Work through the listing below, copying each line that carries the word "sparse".

---------- Dataset records ----------

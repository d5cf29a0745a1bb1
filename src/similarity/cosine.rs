use super::Similarity;
use ndarray::{Array2, Axis};

/// Cosine similarity between dense feature rows. Rows with zero norm score 0
/// against everything, themselves included.
#[derive(Debug, Clone)]
pub struct CosineSimilarity {
    matrix: Array2<f64>,
}

impl CosineSimilarity {
    pub fn new(features: &Array2<f64>) -> Self {
        let normalized = l2_normalize_rows(features);
        Self {
            matrix: normalized.dot(&normalized.t()),
        }
    }

    pub fn matrix(&self) -> &Array2<f64> {
        &self.matrix
    }
}

/// Scale every row to unit L2 norm; zero rows stay zero.
pub(crate) fn l2_normalize_rows(features: &Array2<f64>) -> Array2<f64> {
    let mut out = features.clone();
    for mut row in out.axis_iter_mut(Axis(0)) {
        let norm = row.dot(&row).sqrt();
        if norm > 0.0 {
            row.mapv_inplace(|x| x / norm);
        }
    }
    out
}

impl Similarity for CosineSimilarity {
    fn size(&self) -> usize {
        self.matrix.nrows()
    }

    fn score(&self, a: usize, b: usize) -> f64 {
        self.matrix[[a, b]]
    }

    fn scores(&self, index: usize) -> Vec<(usize, f64)> {
        self.matrix.row(index).iter().copied().enumerate().collect()
    }
}

#[cfg(test)]
mod tests {
    use super::*;
    use ndarray::array;

    #[test]
    fn test_cosine_values() {
        let sim = CosineSimilarity::new(&array![[1.0, 0.0], [1.0, 1.0], [0.0, 0.0]]);
        assert!((sim.score(0, 1) - 1.0 / 2f64.sqrt()).abs() < 1e-12);
        assert!((sim.score(1, 1) - 1.0).abs() < 1e-12);
        assert_eq!(sim.score(2, 0), 0.0);
        assert_eq!(sim.score(2, 2), 0.0);
    }

    #[test]
    fn test_scale_invariant() {
        let sim = CosineSimilarity::new(&array![[1.0, 2.0], [10.0, 20.0]]);
        assert!((sim.score(0, 1) - 1.0).abs() < 1e-12);
    }
}
use crate::graph::scalar;
use crate::sparse::{CsrMatrix, TripletBuilder};
use crate::{Entity, SocialGraph};
use std::collections::HashMap;

/// Node-ordered sparse adjacency over every node of a (possibly heterogeneous)
/// graph.
///
/// Row and column `i` correspond to `nodes()[i]`, which follows the graph's node
/// order. Undirected relations are stored in both directions. Each stored entry
/// is one directed edge, so edge-level feature matrices are indexed by storage
/// position ([`edges`](Self::edges)).
#[derive(Debug, Clone)]
pub struct AdjacencyMatrix {
    nodes: Vec<Entity>,
    node_indices: HashMap<Entity, usize>,
    matrix: CsrMatrix,
}

impl AdjacencyMatrix {
    /// Build the adjacency; entries hold `weight_key` or 1 when the key is
    /// absent (or no key is given).
    pub fn new(graph: &SocialGraph, weight_key: Option<&str>) -> Self {
        let nodes: Vec<Entity> = graph.nodes().cloned().collect();
        let node_indices: HashMap<Entity, usize> = nodes
            .iter()
            .enumerate()
            .map(|(i, n)| (n.clone(), i))
            .collect();

        let n = nodes.len();
        let mut builder = TripletBuilder::with_capacity(n, n, graph.edge_count() * 2);
        for (u, v, attrs) in graph.edges() {
            let weight = weight_key
                .and_then(|key| attrs.get(key))
                .map(scalar)
                .unwrap_or(1.0);
            let (a, b) = (node_indices[u], node_indices[v]);
            builder.push(a, b, weight);
            if !graph.is_directed() && a != b {
                builder.push(b, a, weight);
            }
        }

        Self {
            nodes,
            node_indices,
            matrix: builder.build(),
        }
    }

    pub fn nodes(&self) -> &[Entity] {
        &self.nodes
    }

    pub fn node(&self, index: usize) -> &Entity {
        &self.nodes[index]
    }

    pub fn node_index(&self, entity: &Entity) -> Option<usize> {
        self.node_indices.get(entity).copied()
    }

    pub fn node_count(&self) -> usize {
        self.nodes.len()
    }

    /// Number of stored directed edges.
    pub fn edge_count(&self) -> usize {
        self.matrix.nnz()
    }

    pub fn matrix(&self) -> &CsrMatrix {
        &self.matrix
    }

    /// `(position, row, col)` for every stored edge in CSR order.
    pub fn edges(&self) -> impl Iterator<Item = (usize, usize, usize)> + '_ {
        self.matrix
            .entries()
            .enumerate()
            .map(|(pos, (r, c))| (pos, r, c))
    }
}

#[cfg(test)]
mod tests {
    use super::*;
    use crate::graph::Attributes;
    use serde_json::json;

    #[test]
    fn test_undirected_is_symmetric() {
        let mut g = SocialGraph::new_undirected();
        let mut a = Attributes::new();
        a.insert("contributions".into(), json!(4));
        g.add_edge(Entity::user(1), Entity::repository(2), a);
        g.add_edge(Entity::user(1), Entity::repository(3), Attributes::new());

        let adj = AdjacencyMatrix::new(&g, Some("contributions"));
        assert_eq!(adj.node_count(), 3);
        assert_eq!(adj.edge_count(), 4);

        let u = adj.node_index(&Entity::user(1)).unwrap();
        let r2 = adj.node_index(&Entity::repository(2)).unwrap();
        let r3 = adj.node_index(&Entity::repository(3)).unwrap();
        assert_eq!(adj.matrix().get(u, r2), 4.0);
        assert_eq!(adj.matrix().get(r2, u), 4.0);
        assert_eq!(adj.matrix().get(r3, u), 1.0);
    }

    #[test]
    fn test_edge_positions_follow_csr_order() {
        let mut g = SocialGraph::new_directed();
        g.add_edge(Entity::user(2), Entity::user(1), Attributes::new());
        g.add_edge(Entity::user(1), Entity::user(2), Attributes::new());

        let adj = AdjacencyMatrix::new(&g, None);
        let edges: Vec<_> = adj.edges().collect();
        assert_eq!(edges, vec![(0, 0, 1), (1, 1, 0)]);
    }
}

----------

#### Solution for this problem:
use crate::sparse::{CsrMatrix, TripletBuilder};
/// Node-ordered sparse adjacency over every node of a (possibly heterogeneous)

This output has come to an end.